Tickets are prompts now. When I review your ticket, I am reviewing your agent's plan before it runs, which is the cheap place to catch "this should not be built this way." Catching it after the code exists is the expensive place.
The diff is lossy compression of the intent. You cannot reliably back out what someone meant from the lines they changed, which is exactly why reviewing the diff feels like guesswork. So stop trying to decompress it. Review the compression source.
Two Things to Change This Week
Move review earlier. I want architectural feedback before the code exists, not a rubber stamp after it ships. The expensive mistakes are decided at the planning step, and that is where attention is cheapest to spend.
Say what you want reviewed. "Please review my PR" produces the zero-signal approval everyone already gives. "Check the shape of this schema, I am worried about the migration path" produces an actual review. Name the thing you are unsure about, because that is the only part where a second set of eyes earns its cost.
You Cannot Hold the Platform in Your Head Anymore
There is a second problem hiding behind the first. No one holds the whole platform in their head now, and we do not even hold the parts the agents wrote. The answer is T-shaped: deep in your one area, shallow everywhere else, and a shared floor of context on the domains that hurt the most when they break.
Take billing. The fix for billing breaking is not more billing code review. It is a written, immutable record of what billing is supposed to do (the use cases, the edge cases, the user journeys) that is durable enough to feed the agent so it knows what not to break. The record is the intent, made legible to the machine. You protect a domain by writing down what it means, not by watching diffs scroll past.

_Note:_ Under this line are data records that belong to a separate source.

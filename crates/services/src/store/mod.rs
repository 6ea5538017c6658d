//! Transactional access to a lesson's room state and member states.
//!
//! Every command handler receives an open [`StoreTx`]. Whoever called
//! [`RoomStateStore::begin`] owns the transaction boundary and decides
//! whether to commit or roll back; handlers never do.

mod memory;

use async_trait::async_trait;
use bson::DateTime;
use liveroom_db::models::{
    CompositeRecordingState, CurrentMaterial, CurrentPolling, LessonMemberState,
    LessonPolling, LessonRoomState, MemberStateType, MemberStatesFilter, StateValue,
    WhiteboardZoomState,
};

use crate::dao::base::DaoResult;

pub use memory::{MemoryConversationStore, MemoryRoomStateStore};

#[async_trait]
pub trait RoomStateStore: Send + Sync {
    async fn begin(&self) -> DaoResult<Box<dyn StoreTx>>;
}

/// An open transaction against the room-state store.
///
/// Room-state writes are upserts keyed by lesson; a missing room state is
/// created on first write. Member-state writes are upserts keyed by
/// `(lesson_id, user_id, state_type)`.
#[async_trait]
pub trait StoreTx: Send {
    async fn get_room_state(&mut self, lesson_id: &str) -> DaoResult<Option<LessonRoomState>>;

    async fn upsert_current_polling(
        &mut self,
        lesson_id: &str,
        polling: Option<&CurrentPolling>,
    ) -> DaoResult<()>;

    async fn upsert_current_material(
        &mut self,
        lesson_id: &str,
        material: Option<&CurrentMaterial>,
    ) -> DaoResult<()>;

    async fn upsert_whiteboard_zoom_state(
        &mut self,
        lesson_id: &str,
        zoom: &WhiteboardZoomState,
    ) -> DaoResult<()>;

    async fn set_spotlight(&mut self, lesson_id: &str, user_id: Option<&str>) -> DaoResult<()>;

    async fn upsert_recording_state(
        &mut self,
        lesson_id: &str,
        recording: Option<&CompositeRecordingState>,
    ) -> DaoResult<()>;

    async fn upsert_session_time(&mut self, lesson_id: &str, at: DateTime) -> DaoResult<()>;

    async fn get_member_states(
        &mut self,
        filter: &MemberStatesFilter,
    ) -> DaoResult<Vec<LessonMemberState>>;

    async fn upsert_member_state(&mut self, state: &LessonMemberState) -> DaoResult<()>;

    /// Overwrites every existing row of `state_type` in the lesson.
    async fn upsert_all_member_states_by_type(
        &mut self,
        lesson_id: &str,
        state_type: MemberStateType,
        value: &StateValue,
    ) -> DaoResult<()>;

    /// Upserts the rows of the listed users only.
    async fn upsert_multi_member_states(
        &mut self,
        lesson_id: &str,
        state_type: MemberStateType,
        user_ids: &[String],
        value: &StateValue,
    ) -> DaoResult<()>;

    async fn create_polling(&mut self, polling: &LessonPolling) -> DaoResult<()>;

    async fn commit(self: Box<Self>) -> DaoResult<()>;

    async fn rollback(self: Box<Self>) -> DaoResult<()>;
}

/// Named store operations, used to inject failures into the in-memory store.
#[derive(Debug, Clone, Copy, PartialEq, Eq, Hash)]
pub enum StoreOp {
    GetRoomState,
    UpsertCurrentPolling,
    UpsertCurrentMaterial,
    UpsertWhiteboardZoomState,
    SetSpotlight,
    UpsertRecordingState,
    UpsertSessionTime,
    GetMemberStates,
    UpsertMemberState,
    UpsertAllMemberStates,
    UpsertMultiMemberStates,
    CreatePolling,
    Commit,
}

A Mechanical Version Worth Trying
There is a version of intent review you can partly automate. For the lines a change touches, blame back to the commit that introduced them, follow that commit's reference to its ticket, and check whether the new change still respects the old intent. That is feature A defending itself against feature B, automatically. Whether it is tractable or just too heavy is an open question, but the shape is right: the system carries its own intent forward instead of relying on a human to remember it.
Review Effort Should Match Blast Radius
None of this means review disappears. It means review stops being uniform. Pre-AI, pull request volume was self-limiting, so "review everything" was affordable. Now volume explodes, and a flat "review everything" policy guarantees the queue congests and people start bypassing it. Seventeen-second self-merges are not laziness. They are an un-tiered review policy collapsing under load.
Progressive review, three tiers:
- Low-risk: auto-merge on checks passing. No human. The checks are the gate.
- Medium-risk: human review available, not required. It merges without a person if no one picks it up.
- High-risk: human review required. Hard gate, no self-merge.
This is a trade, not a tax. The team experiences "review required" as friction and routes around it. Progressive review gives them auto-merge on the roughly sixty percent of changes that are low-risk, in exchange for a credible hard gate on the ten percent that actually ship bugs to production. You buy enforcement on the dangerous changes by removing it from the safe ones. The same shape shows up wherever I look at blast radius: ceremony should be calibrated to consequence, not applied flat.
One thing to validate before you turn on tier-one auto-merge: if your impact classifier mislabels a high-blast-radius change as low, auto-merge automates the bypass instead of closing it. Check the false-negative rate first.
Stop Reviewing Diffs
Open your last ten merged pull requests. For each one, ask which the human reviewer actually needed to see, and what they were supposed to catch that the tooling did not. If the honest answer for most of them is "nothing," your review process is ceremony.
The diff is the output. Intent is the input, and the input is the only thing worth a human's attention. Stop reviewing diffs. Review intent.